### Work to complete
Return every line of the records that includes the string "metadata".

(Stored data)

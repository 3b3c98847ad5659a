use strata_config::json_schema;

#[test]
fn schema_documents_every_section() {
    let value = serde_json::to_value(json_schema()).expect("schema serializes");

    for section in ["logging", "storage", "metadata", "workspace"] {
        assert!(
            value.pointer(&format!("/properties/{section}")).is_some(),
            "missing `{section}` section"
        );
    }
}

#[test]
fn schema_bounds_page_size() {
    let value = serde_json::to_value(json_schema()).expect("schema serializes");

    let page_size = value
        .pointer("/definitions/StorageConfig/properties/page_size")
        .expect("page_size property");
    assert_eq!(page_size.get("minimum").and_then(|v| v.as_f64()), Some(1.0));
    assert_eq!(page_size.get("maximum").and_then(|v| v.as_f64()), Some(65536.0));
}

#[test]
fn schema_ties_first_wins_to_frozen_registry() {
    let value = serde_json::to_value(json_schema()).expect("schema serializes");

    let all_of = value
        .pointer("/allOf")
        .and_then(|v| v.as_array())
        .expect("root schema should include semantic constraints");

    let found = all_of.iter().any(|rule| {
        rule.pointer("/if/properties/metadata/properties/on_conflict/const")
            .and_then(|v| v.as_str())
            == Some("first_wins")
    });
    assert!(found, "{all_of:?}");
}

### Answer section
    for section in ["logging", "storage", "metadata", "workspace"] {
        rule.pointer("/if/properties/metadata/properties/on_conflict/const")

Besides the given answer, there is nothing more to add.